Testicular Cancer Overview


Testicular cancer occurs when abnormal cells in the testicles divide and grow in an uncontrolled manner. Testicular cancer can develop in one or both testicles and occurs in men or young boys.

The testicles have several different types of cells. The different cells can develop into one or more types of cancer. The three main types of testicular cancer include germ cell tumors, stromal tumors and secondary testicular tumors.

Germ cell tumors are the most common type of testicular cancer. Germ cell tumors grow in the cells that produce sperm. There are two kinds of germ cell tumors: seminomas and nonseminomas.
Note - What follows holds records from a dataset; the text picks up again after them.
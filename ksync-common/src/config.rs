// SPDX-FileCopyrightText: 2025 ksync contributors
// SPDX-License-Identifier: GPL-3.0-or-later

use std::path::Path;
use std::time::Duration;

use ini::Ini;
use log::{debug, info, warn};

use crate::types::MAX_HANDLE_SLOTS;

/// Sizing and timing parameters for a kernel core instance.
#[derive(Debug, Clone, PartialEq, Eq)]
pub struct KernelConfig {
    /// Number of handle table slots.
    pub max_handles: usize,
    /// Number of thread-local storage slots per thread.
    pub max_tls_slots: usize,
    /// Maximum number of objects in a single multi-object wait.
    pub max_wait_objects: usize,
    /// Timer interrupt frequency.
    pub tick_hz: u32,
}

impl Default for KernelConfig {
    fn default() -> Self {
        Self {
            max_handles: 1024,
            max_tls_slots: 64,
            max_wait_objects: 16,
            tick_hz: 100,
        }
    }
}

impl KernelConfig {
    /// Load settings from an INI file's `[Kernel]` section.
    ///
    /// A missing or unparsable file yields the defaults.
    pub fn load(path: &Path) -> Self {
        if !path.exists() {
            info!("No kernel config at {}, using defaults", path.display());
            return Self::default();
        }

        info!("Loading kernel config from: {}", path.display());
        match Ini::load_from_file(path) {
            Ok(conf) => Self::from_ini(&conf),
            Err(e) => {
                warn!("Failed to parse kernel config: {}", e);
                Self::default()
            }
        }
    }

    /// Parse settings from INI text.
    pub fn from_ini_str(text: &str) -> Self {
        match Ini::load_from_str(text) {
            Ok(conf) => Self::from_ini(&conf),
            Err(e) => {
                warn!("Failed to parse kernel config: {}", e);
                Self::default()
            }
        }
    }

    fn from_ini(conf: &Ini) -> Self {
        let mut config = Self::default();

        let Some(section) = conf.section(Some("Kernel")) else {
            debug!("Kernel config has no [Kernel] section");
            return config;
        };

        for (key, value) in section.iter() {
            match key {
                "max_handles" => {
                    config.max_handles = parse_or(key, value, config.max_handles)
                        .clamp(1, MAX_HANDLE_SLOTS);
                }
                "max_tls_slots" => {
                    config.max_tls_slots = parse_or(key, value, config.max_tls_slots).max(1);
                }
                "max_wait_objects" => {
                    config.max_wait_objects =
                        parse_or(key, value, config.max_wait_objects).max(1);
                }
                "tick_hz" => {
                    config.tick_hz = parse_or(key, value, config.tick_hz).max(1);
                }
                _ => warn!("Unknown kernel config key: {}", key),
            }
        }

        debug!("Kernel config: {:?}", config);
        config
    }

    /// Duration of one tick.
    pub fn tick_period(&self) -> Duration {
        Duration::from_nanos(1_000_000_000 / u64::from(self.tick_hz.max(1)))
    }

    /// Convert milliseconds to ticks, rounding up so a non-zero delay never
    /// becomes a poll.
    pub fn ms_to_ticks(&self, ms: u64) -> u64 {
        let hz = u64::from(self.tick_hz.max(1));
        (ms.saturating_mul(hz)).div_ceil(1000)
    }
}

fn parse_or<T: std::str::FromStr + Copy>(key: &str, value: &str, default: T) -> T {
    match value.trim().parse() {
        Ok(v) => v,
        Err(_) => {
            warn!("Invalid value for {}: {:?}", key, value);
            default
        }
    }
}
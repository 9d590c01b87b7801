// SPDX-FileCopyrightText: 2025 ksync contributors
// SPDX-License-Identifier: GPL-3.0-or-later

use std::fmt;

/// Absolute time in timer ticks since the kernel core was created.
pub type Tick = u64;

/// Kernel thread ID.
pub type ThreadId = u64;

/// Number of bits of a handle value used for the slot index.
pub const HANDLE_INDEX_BITS: u32 = 16;

/// Mask selecting the slot part of a handle value.
pub const HANDLE_INDEX_MASK: u32 = (1 << HANDLE_INDEX_BITS) - 1;

/// Upper bound on handle table slots imposed by the handle encoding.
pub const MAX_HANDLE_SLOTS: usize = HANDLE_INDEX_MASK as usize;

/// Kernel object handle.
///
/// The low 16 bits hold `slot + 1`, the high 16 bits the slot generation.
/// Zero is never a valid handle.
#[derive(Clone, Copy, PartialEq, Eq, Hash, PartialOrd, Ord)]
pub struct Handle(pub u32);

impl Handle {
    pub const INVALID: Self = Self(0);

    #[inline]
    pub const fn new(slot: usize, generation: u16) -> Self {
        Self(((generation as u32) << HANDLE_INDEX_BITS) | ((slot as u32 + 1) & HANDLE_INDEX_MASK))
    }

    /// Slot index in the handle table, or `None` for the invalid handle.
    #[inline]
    pub const fn slot(self) -> Option<usize> {
        let low = self.0 & HANDLE_INDEX_MASK;
        if low == 0 {
            None
        } else {
            Some(low as usize - 1)
        }
    }

    #[inline]
    pub const fn generation(self) -> u16 {
        (self.0 >> HANDLE_INDEX_BITS) as u16
    }

    #[inline]
    pub const fn raw(self) -> u32 {
        self.0
    }

    #[inline]
    pub const fn is_valid(self) -> bool {
        self.0 & HANDLE_INDEX_MASK != 0
    }
}

impl fmt::Debug for Handle {
    fn fmt(&self, f: &mut fmt::Formatter<'_>) -> fmt::Result {
        write!(f, "Handle(0x{:08X})", self.0)
    }
}

impl fmt::Display for Handle {
    fn fmt(&self, f: &mut fmt::Formatter<'_>) -> fmt::Result {
        write!(f, "{}", self.0)
    }
}

/// Kernel object type tag.
#[derive(Debug, Clone, Copy, PartialEq, Eq, Hash)]
pub enum ObjectKind {
    Thread,
    Event,
    Timer,
    Mutex,
    Semaphore,
}

impl ObjectKind {
    pub const fn name(self) -> &'static str {
        match self {
            Self::Thread => "THREAD",
            Self::Event => "EVENT",
            Self::Timer => "TIMER",
            Self::Mutex => "MUTEX",
            Self::Semaphore => "SEM",
        }
    }
}

impl fmt::Display for ObjectKind {
    fn fmt(&self, f: &mut fmt::Formatter<'_>) -> fmt::Result {
        f.write_str(self.name())
    }
}

/// How long a wait may block.
#[derive(Debug, Clone, Copy, PartialEq, Eq)]
pub enum Timeout {
    /// Block until signaled.
    Infinite,
    /// Block for at most this many ticks. Zero polls without blocking.
    Ticks(u64),
}

impl Timeout {
    /// Poll: never block.
    pub const POLL: Self = Self::Ticks(0);

    #[inline]
    pub const fn is_poll(self) -> bool {
        matches!(self, Self::Ticks(0))
    }

    /// Absolute deadline for a wait starting at `now`, `None` when infinite.
    #[inline]
    pub fn deadline(self, now: Tick) -> Option<Tick> {
        match self {
            Self::Infinite => None,
            Self::Ticks(n) => Some(now.saturating_add(n)),
        }
    }
}

/// Check whether tick `a` is at or before tick `b`.
#[inline]
pub const fn time_before_eq(a: Tick, b: Tick) -> bool {
    a <= b
}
Seminomas consist of immature germ cells, the cells that would normally become sperm. Seminomas are slow the growing tumors that tend to remain in the testicle for a long period of time. Most seminomas are found in men between their late 30s and early 50s.

Nonseminomas are germ cell cancers that are classified by the type of cell in which they begin. There are four subtypes of nonseminomas including embryonal carcinoma, teratoma, choriocarcinoma, and yolk sac carcinoma. These types of testicular cancers tend to occur in men in their late teens to early 40s.

Stromal tumors are different from germ cell cancers because they grow in other parts of the testicles, such as the cells that produce hormones.

Secondary testicular tumors are caused by cancer that has spread to the testicles from other parts of the body.

Most testicular cancers are considered very treatable, and there is a high survival rate for men who develop this condition.